Quand on voit un titre « la réforme des armées en France », publié qui plus est par les Presses de Sciences Po, on se dit : chic : un bouquin forcément intelligent, qui va nous apprendre plein de trucs sur ce qui se passe en ce moment, avec ce mélange d’enquête terrain et de prises de distance permettant de dégager des perspectives, voir les points critiques, apercevoir les enjeux derrière les incantations. Plus encore, alors que la « transformation » en cours est, si j’en crois ce que répète régulièrement le CEMA, « la plus importante depuis la réforme Messmer », on se dit qu’on est en plein dans le sujet.
Autant dire qu’on est vraiment déçu par le quiproquo :
derrière ce titre si alléchant, si actuel, l’auteur ne fait qu’un livre d’histoire : il s’intéresse en effet à la réforme « d’avant », celle de la professionnalisation. Plus exactement, il s’agit du parcours qui a amené Jacques Chirac à décider, en 1995, de « professionnaliser » les armées.

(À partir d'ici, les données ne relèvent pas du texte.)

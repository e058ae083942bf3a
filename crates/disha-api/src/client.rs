// Async HTTP client for the Disha backend.
//
// Base path: {base_url}/api/
// Auth: none (the backend is an open demo service)

use serde::Serialize;
use serde::de::DeserializeOwned;
use tracing::debug;
use url::Url;

use crate::error::Error;
use crate::models::{
    ApiInfoResponse, ErrorResponse, IncidentCreateRequest, IncidentResponse,
    InitializeSignalsResponse, RouteAnalysisResponse, SignalResponse, SimulationResponse,
    StatsResponse, TrafficSimulationRequest,
};
use crate::transport::TransportConfig;

/// Status filter used by the map view's incident query.
pub const ACTIVE_STATUS: &str = "active";

// ── Client ───────────────────────────────────────────────────────────

/// Async client for the Disha backend API.
///
/// Each method is one independent request/response exchange. Nothing is
/// cached and nothing is retried: failures come back to the caller as-is.
#[derive(Debug, Clone)]
pub struct DishaClient {
    http: reqwest::Client,
    base_url: Url,
}

impl DishaClient {
    // ── Constructors ─────────────────────────────────────────────────

    /// Build a client for `base_url` using the given transport settings.
    pub fn new(base_url: &str, transport: &TransportConfig) -> Result<Self, Error> {
        let http = transport.build_client()?;
        let base_url = Self::normalize_base_url(base_url)?;
        Ok(Self { http, base_url })
    }

    /// Wrap an existing `reqwest::Client`.
    pub fn from_reqwest(base_url: &str, http: reqwest::Client) -> Result<Self, Error> {
        let base_url = Self::normalize_base_url(base_url)?;
        Ok(Self { http, base_url })
    }

    /// Build the base URL so that it always ends with `/api/`.
    ///
    /// `http://host:8000` -> `http://host:8000/api/`
    /// `http://host:8000/api` -> `http://host:8000/api/`
    fn normalize_base_url(raw: &str) -> Result<Url, Error> {
        let mut url = Url::parse(raw.trim())?;
        if url.cannot_be_a_base() {
            return Err(Error::InvalidUrl(url::ParseError::RelativeUrlWithCannotBeABaseBase));
        }

        let path = url.path().trim_end_matches('/').to_owned();
        if path.ends_with("/api") {
            url.set_path(&format!("{path}/"));
        } else {
            url.set_path(&format!("{path}/api/"));
        }
        url.set_query(None);
        url.set_fragment(None);

        Ok(url)
    }

    /// The normalized API base (always ends with `/api/`).
    pub fn base_url(&self) -> &Url {
        &self.base_url
    }

    // ── URL builder ──────────────────────────────────────────────────

    /// Append path segments to the base URL, percent-encoding each one.
    fn url(&self, segments: &[&str]) -> Result<Url, Error> {
        let mut url = self.base_url.clone();
        url.path_segments_mut()
            .map_err(|()| Error::InvalidUrl(url::ParseError::RelativeUrlWithCannotBeABaseBase))?
            .pop_if_empty()
            .extend(segments);
        Ok(url)
    }

    // ── HTTP verbs ───────────────────────────────────────────────────

    async fn get<T: DeserializeOwned>(&self, url: Url) -> Result<T, Error> {
        debug!("GET {url}");

        let resp = self.http.get(url).send().await?;
        handle_response(resp).await
    }

    async fn get_with_params<T: DeserializeOwned>(
        &self,
        url: Url,
        params: &[(&str, &str)],
    ) -> Result<T, Error> {
        debug!("GET {url} params={params:?}");

        let resp = self.http.get(url).query(params).send().await?;
        handle_response(resp).await
    }

    async fn post<T: DeserializeOwned, B: Serialize + Sync>(
        &self,
        url: Url,
        body: &B,
    ) -> Result<T, Error> {
        debug!("POST {url}");

        let resp = self.http.post(url).json(body).send().await?;
        handle_response(resp).await
    }

    /// POST where the response body is optional; an empty body decodes as `T::default()`.
    async fn post_lenient<T: DeserializeOwned + Default, B: Serialize + Sync>(
        &self,
        url: Url,
        body: Option<&B>,
    ) -> Result<T, Error> {
        debug!("POST {url}");

        let builder = self.http.post(url);
        let builder = match body {
            Some(b) => builder.json(b),
            None => builder,
        };
        let resp = builder.send().await?;

        let status = resp.status();
        if !status.is_success() {
            return Err(parse_error(status, resp).await);
        }
        let body = resp.text().await?;
        if body.trim().is_empty() {
            return Ok(T::default());
        }
        decode(body)
    }

    // ━━ Public API ━━━━━━━━━━━━━━━━━━━━━━━━━━━━━━━━━━━━━━━━━━━━━━━━━━

    // ── System ───────────────────────────────────────────────────────

    /// Backend banner (`GET /`). Handy as a connectivity probe.
    pub async fn get_info(&self) -> Result<ApiInfoResponse, Error> {
        self.get(self.base_url.clone()).await
    }

    // ── Incidents ────────────────────────────────────────────────────

    /// List incidents, optionally filtered by status.
    pub async fn list_incidents(&self, status: Option<&str>) -> Result<Vec<IncidentResponse>, Error> {
        let url = self.url(&["incidents"])?;
        match status {
            Some(s) => self.get_with_params(url, &[("status", s)]).await,
            None => self.get(url).await,
        }
    }

    /// List incidents the backend currently considers active.
    pub async fn list_active_incidents(&self) -> Result<Vec<IncidentResponse>, Error> {
        self.list_incidents(Some(ACTIVE_STATUS)).await
    }

    pub async fn get_incident(&self, incident_id: &str) -> Result<IncidentResponse, Error> {
        self.get(self.url(&["incidents", incident_id])?).await
    }

    /// Submit a new incident. The backend assigns the identifier.
    pub async fn create_incident(
        &self,
        body: &IncidentCreateRequest,
    ) -> Result<IncidentResponse, Error> {
        self.post(self.url(&["incidents"])?, body).await
    }

    /// Route suggestions computed for an incident.
    pub async fn get_incident_routes(
        &self,
        incident_id: &str,
    ) -> Result<RouteAnalysisResponse, Error> {
        self.get(self.url(&["incidents", incident_id, "routes"])?)
            .await
    }

    // ── Signals ──────────────────────────────────────────────────────

    pub async fn list_signals(&self) -> Result<Vec<SignalResponse>, Error> {
        self.get(self.url(&["signals"])?).await
    }

    /// Seed the demo signal set. Idempotent on the backend side.
    pub async fn initialize_signals(&self) -> Result<InitializeSignalsResponse, Error> {
        self.post_lenient::<_, ()>(self.url(&["signals", "initialize"])?, None)
            .await
    }

    // ── Stats ────────────────────────────────────────────────────────

    pub async fn get_stats(&self) -> Result<StatsResponse, Error> {
        self.get(self.url(&["stats"])?).await
    }

    // ── Simulation ───────────────────────────────────────────────────

    /// Push a traffic reading for one road; the backend recomputes the signal.
    pub async fn simulate_traffic(
        &self,
        body: &TrafficSimulationRequest,
    ) -> Result<SimulationResponse, Error> {
        self.post_lenient(self.url(&["simulate", "traffic"])?, Some(body))
            .await
    }
}

// ── Response handling ────────────────────────────────────────────────

async fn handle_response<T: DeserializeOwned>(resp: reqwest::Response) -> Result<T, Error> {
    let status = resp.status();
    if status.is_success() {
        let body = resp.text().await?;
        decode(body)
    } else {
        Err(parse_error(status, resp).await)
    }
}

fn decode<T: DeserializeOwned>(body: String) -> Result<T, Error> {
    serde_json::from_str(&body).map_err(|e| {
        let preview: String = body.chars().take(200).collect();
        Error::Deserialization {
            message: format!("{e} (body preview: {preview:?})"),
            body,
        }
    })
}

async fn parse_error(status: reqwest::StatusCode, resp: reqwest::Response) -> Error {
    let raw = resp.text().await.unwrap_or_default();

    let message = serde_json::from_str::<ErrorResponse>(&raw)
        .ok()
        .and_then(|e| e.message())
        .unwrap_or_else(|| {
            if raw.is_empty() {
                status.to_string()
            } else {
                raw.chars().take(200).collect()
            }
        });

    match status {
        reqwest::StatusCode::NOT_FOUND => Error::NotFound { message },
        reqwest::StatusCode::BAD_REQUEST | reqwest::StatusCode::UNPROCESSABLE_ENTITY => {
            Error::Validation {
                status: status.as_u16(),
                message,
            }
        }
        _ => Error::Api {
            status: status.as_u16(),
            message,
        },
    }
}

Autrement dit encore, M. Bastien Irondelle nous gratifie d’un traité de sociologie administrative, montrant les pesanteurs de l’Etat et les relations compliquées entre l’administration et le pouvoir politique, auxquelles s’ajoutent les particularités réticentes du système militaire.
Le lecteur apprendra ( !) ainsi les dérives des programmes, le leadership présidentiel, l’importance du calendrier politique, le monopole de l‘expertise par l’administration de défense, l’éternel « faire entrer l’édredon dans la valise », la dépossession du Parlement, l’obéissance comme toujours des militaires…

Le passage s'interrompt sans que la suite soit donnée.